» PROMPT: The count of lines below that include the string "title" is the whole answer; write it alone.

Dataset items:
▽

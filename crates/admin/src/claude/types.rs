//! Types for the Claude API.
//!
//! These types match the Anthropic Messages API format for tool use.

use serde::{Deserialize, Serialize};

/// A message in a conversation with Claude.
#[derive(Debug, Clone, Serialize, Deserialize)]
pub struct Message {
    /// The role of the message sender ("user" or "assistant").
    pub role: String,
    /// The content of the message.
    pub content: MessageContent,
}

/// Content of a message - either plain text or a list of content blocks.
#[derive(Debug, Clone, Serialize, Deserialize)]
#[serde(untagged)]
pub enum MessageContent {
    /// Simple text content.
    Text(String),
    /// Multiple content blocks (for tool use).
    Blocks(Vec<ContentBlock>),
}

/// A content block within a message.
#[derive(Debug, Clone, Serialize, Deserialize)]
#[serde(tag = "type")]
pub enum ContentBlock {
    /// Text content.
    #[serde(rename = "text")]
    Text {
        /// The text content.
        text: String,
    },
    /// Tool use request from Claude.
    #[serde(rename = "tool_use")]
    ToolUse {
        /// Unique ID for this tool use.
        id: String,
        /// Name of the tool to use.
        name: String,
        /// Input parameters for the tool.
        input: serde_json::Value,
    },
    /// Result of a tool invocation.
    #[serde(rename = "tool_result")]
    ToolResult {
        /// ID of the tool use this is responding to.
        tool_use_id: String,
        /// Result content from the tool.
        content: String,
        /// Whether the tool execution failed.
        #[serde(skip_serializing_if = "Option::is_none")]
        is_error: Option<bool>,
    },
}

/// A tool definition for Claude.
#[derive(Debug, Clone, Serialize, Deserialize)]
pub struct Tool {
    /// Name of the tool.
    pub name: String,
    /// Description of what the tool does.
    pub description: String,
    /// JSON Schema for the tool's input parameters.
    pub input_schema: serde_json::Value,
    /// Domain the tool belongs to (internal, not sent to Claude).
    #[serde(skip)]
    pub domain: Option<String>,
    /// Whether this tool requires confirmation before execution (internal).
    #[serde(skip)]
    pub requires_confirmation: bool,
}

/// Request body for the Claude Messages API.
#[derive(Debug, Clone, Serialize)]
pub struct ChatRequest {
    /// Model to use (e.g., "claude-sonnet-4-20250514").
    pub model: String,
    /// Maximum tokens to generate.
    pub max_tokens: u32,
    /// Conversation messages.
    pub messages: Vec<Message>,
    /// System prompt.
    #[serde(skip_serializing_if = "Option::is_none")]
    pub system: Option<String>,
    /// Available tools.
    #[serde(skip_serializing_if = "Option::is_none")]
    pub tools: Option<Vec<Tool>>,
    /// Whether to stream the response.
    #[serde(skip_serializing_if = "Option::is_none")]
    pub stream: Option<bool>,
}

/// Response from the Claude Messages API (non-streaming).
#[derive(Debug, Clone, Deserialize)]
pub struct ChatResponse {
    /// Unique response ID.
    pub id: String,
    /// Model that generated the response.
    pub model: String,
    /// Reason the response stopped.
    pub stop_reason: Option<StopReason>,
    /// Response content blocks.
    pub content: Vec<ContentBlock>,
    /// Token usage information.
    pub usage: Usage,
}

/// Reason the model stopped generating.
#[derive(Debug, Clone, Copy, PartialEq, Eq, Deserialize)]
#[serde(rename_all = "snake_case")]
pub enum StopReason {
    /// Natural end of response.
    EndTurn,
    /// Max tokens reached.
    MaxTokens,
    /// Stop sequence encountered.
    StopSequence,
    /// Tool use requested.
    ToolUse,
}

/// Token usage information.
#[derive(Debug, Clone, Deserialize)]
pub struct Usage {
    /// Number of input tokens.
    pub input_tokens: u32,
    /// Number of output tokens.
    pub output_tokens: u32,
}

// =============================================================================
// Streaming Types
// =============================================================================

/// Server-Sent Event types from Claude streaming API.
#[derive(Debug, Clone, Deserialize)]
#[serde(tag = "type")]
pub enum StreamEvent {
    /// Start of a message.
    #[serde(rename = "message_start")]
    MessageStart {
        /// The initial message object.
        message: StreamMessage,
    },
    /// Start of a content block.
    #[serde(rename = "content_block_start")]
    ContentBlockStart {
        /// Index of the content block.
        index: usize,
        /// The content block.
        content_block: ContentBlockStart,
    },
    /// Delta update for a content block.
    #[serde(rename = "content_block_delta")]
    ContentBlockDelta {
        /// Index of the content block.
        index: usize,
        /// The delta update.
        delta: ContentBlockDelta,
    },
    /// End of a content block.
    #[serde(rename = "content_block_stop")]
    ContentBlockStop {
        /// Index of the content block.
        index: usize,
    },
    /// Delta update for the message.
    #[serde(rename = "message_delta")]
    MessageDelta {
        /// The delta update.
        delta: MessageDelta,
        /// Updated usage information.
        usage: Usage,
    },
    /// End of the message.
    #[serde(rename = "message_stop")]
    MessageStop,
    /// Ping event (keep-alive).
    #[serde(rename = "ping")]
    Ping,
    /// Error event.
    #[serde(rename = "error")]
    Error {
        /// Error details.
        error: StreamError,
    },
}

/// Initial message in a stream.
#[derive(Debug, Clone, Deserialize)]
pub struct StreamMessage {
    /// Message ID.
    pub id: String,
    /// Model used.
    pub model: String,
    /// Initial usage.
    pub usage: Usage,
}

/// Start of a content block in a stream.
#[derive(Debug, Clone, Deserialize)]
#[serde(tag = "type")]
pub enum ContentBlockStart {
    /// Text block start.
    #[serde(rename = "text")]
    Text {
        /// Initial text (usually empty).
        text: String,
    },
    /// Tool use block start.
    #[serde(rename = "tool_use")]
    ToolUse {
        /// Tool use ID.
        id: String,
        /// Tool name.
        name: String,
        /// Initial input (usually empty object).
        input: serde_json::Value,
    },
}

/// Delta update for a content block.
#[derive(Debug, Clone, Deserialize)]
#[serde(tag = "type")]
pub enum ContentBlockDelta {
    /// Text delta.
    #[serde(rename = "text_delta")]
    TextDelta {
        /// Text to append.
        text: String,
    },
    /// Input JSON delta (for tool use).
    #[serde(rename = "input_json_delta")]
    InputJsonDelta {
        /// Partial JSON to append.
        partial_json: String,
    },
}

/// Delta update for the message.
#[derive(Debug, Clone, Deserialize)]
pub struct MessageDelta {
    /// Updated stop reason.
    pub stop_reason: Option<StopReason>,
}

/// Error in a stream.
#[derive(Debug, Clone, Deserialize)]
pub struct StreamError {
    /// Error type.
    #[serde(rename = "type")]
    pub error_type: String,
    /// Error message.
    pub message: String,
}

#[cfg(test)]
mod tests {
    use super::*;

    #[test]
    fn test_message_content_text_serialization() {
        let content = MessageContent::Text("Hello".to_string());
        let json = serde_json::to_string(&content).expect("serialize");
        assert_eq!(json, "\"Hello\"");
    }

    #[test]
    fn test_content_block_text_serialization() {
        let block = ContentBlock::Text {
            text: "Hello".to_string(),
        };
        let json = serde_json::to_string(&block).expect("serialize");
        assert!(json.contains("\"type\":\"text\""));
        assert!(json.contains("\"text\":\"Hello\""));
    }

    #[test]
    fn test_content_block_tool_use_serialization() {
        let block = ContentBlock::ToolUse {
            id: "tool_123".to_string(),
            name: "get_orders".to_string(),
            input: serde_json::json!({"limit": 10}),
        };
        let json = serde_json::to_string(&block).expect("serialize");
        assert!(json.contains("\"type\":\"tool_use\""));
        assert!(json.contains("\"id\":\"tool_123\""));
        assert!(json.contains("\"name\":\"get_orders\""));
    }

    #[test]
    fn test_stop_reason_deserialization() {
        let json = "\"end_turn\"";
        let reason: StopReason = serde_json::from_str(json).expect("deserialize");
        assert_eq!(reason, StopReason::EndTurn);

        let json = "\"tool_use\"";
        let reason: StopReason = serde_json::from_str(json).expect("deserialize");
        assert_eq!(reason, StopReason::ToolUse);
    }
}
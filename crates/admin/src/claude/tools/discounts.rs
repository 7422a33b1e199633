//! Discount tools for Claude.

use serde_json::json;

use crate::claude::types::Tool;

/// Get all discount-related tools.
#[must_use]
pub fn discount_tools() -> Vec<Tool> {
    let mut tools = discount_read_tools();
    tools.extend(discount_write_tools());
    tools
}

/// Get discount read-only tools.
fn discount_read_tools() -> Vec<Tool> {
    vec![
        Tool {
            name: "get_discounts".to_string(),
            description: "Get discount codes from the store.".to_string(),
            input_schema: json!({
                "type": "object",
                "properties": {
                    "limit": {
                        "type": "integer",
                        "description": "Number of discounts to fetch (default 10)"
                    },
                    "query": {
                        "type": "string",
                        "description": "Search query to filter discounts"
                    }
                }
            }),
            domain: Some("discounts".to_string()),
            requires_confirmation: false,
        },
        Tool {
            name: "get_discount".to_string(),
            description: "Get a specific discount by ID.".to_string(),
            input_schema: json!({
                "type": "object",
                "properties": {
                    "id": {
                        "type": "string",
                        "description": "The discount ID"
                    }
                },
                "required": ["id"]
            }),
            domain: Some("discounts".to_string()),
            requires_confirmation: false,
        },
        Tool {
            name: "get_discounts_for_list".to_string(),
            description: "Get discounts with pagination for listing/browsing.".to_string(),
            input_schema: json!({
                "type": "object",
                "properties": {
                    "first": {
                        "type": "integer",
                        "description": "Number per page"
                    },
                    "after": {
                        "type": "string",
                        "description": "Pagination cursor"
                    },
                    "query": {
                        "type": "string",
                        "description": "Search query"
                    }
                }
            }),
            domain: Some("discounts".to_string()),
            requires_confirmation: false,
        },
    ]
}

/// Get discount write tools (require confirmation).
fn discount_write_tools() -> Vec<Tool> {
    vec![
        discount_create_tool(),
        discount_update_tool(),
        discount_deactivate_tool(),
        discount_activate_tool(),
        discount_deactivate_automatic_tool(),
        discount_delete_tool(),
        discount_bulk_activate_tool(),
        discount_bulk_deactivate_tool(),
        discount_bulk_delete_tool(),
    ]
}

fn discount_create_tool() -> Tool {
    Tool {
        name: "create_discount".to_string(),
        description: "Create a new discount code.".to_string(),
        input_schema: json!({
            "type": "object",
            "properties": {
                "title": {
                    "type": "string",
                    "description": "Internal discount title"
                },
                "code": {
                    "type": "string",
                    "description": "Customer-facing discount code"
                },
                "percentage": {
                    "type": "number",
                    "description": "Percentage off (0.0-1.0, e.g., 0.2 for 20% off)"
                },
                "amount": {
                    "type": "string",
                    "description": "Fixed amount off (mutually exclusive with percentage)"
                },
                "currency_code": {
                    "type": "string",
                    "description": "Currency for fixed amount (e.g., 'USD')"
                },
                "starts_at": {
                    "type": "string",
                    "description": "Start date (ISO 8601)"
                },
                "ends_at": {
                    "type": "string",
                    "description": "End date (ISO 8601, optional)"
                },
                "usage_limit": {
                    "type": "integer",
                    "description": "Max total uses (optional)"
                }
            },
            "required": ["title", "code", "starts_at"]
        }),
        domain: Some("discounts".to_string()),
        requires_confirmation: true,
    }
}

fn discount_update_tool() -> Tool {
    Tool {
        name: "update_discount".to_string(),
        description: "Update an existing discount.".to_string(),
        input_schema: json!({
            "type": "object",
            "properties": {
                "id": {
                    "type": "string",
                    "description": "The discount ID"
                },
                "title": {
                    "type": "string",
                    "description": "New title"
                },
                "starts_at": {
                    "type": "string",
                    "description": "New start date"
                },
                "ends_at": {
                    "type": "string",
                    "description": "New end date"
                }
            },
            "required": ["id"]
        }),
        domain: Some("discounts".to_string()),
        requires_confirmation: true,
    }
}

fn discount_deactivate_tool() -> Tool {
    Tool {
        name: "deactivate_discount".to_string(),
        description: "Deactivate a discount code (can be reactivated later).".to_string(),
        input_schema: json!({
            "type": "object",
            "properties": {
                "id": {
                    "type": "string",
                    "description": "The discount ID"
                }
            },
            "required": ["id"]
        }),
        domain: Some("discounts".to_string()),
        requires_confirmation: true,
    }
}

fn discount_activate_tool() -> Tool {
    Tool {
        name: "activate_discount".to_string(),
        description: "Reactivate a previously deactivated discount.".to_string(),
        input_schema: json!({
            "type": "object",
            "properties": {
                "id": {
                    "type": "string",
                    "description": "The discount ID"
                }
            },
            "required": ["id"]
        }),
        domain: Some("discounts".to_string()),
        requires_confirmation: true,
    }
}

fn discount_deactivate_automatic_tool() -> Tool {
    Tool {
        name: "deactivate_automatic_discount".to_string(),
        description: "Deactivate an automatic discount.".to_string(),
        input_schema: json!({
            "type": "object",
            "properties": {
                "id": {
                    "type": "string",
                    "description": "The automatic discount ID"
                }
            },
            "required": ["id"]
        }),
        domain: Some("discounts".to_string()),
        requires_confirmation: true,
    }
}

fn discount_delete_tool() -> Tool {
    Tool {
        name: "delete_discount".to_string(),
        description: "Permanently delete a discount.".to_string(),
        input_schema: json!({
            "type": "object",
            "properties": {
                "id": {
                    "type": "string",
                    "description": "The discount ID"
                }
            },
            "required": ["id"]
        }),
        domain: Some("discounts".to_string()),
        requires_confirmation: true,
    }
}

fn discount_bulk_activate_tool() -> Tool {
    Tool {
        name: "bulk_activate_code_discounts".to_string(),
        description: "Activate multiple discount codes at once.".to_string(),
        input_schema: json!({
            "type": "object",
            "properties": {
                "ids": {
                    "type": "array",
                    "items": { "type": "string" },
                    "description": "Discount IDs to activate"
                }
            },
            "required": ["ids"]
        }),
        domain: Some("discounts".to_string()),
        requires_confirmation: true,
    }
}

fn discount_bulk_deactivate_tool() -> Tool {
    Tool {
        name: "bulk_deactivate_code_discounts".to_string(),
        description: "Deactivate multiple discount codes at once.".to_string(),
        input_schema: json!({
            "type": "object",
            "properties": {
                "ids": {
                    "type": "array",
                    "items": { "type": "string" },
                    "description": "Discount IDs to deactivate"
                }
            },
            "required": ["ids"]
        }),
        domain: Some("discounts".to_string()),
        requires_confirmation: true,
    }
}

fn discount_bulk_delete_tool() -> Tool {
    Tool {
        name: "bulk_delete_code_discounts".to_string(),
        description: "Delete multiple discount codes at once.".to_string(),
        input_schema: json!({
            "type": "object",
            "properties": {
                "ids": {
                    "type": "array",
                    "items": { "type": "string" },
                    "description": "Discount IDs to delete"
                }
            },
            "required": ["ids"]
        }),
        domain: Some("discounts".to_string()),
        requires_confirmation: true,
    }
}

△

» EXERCISE ANSWER: 5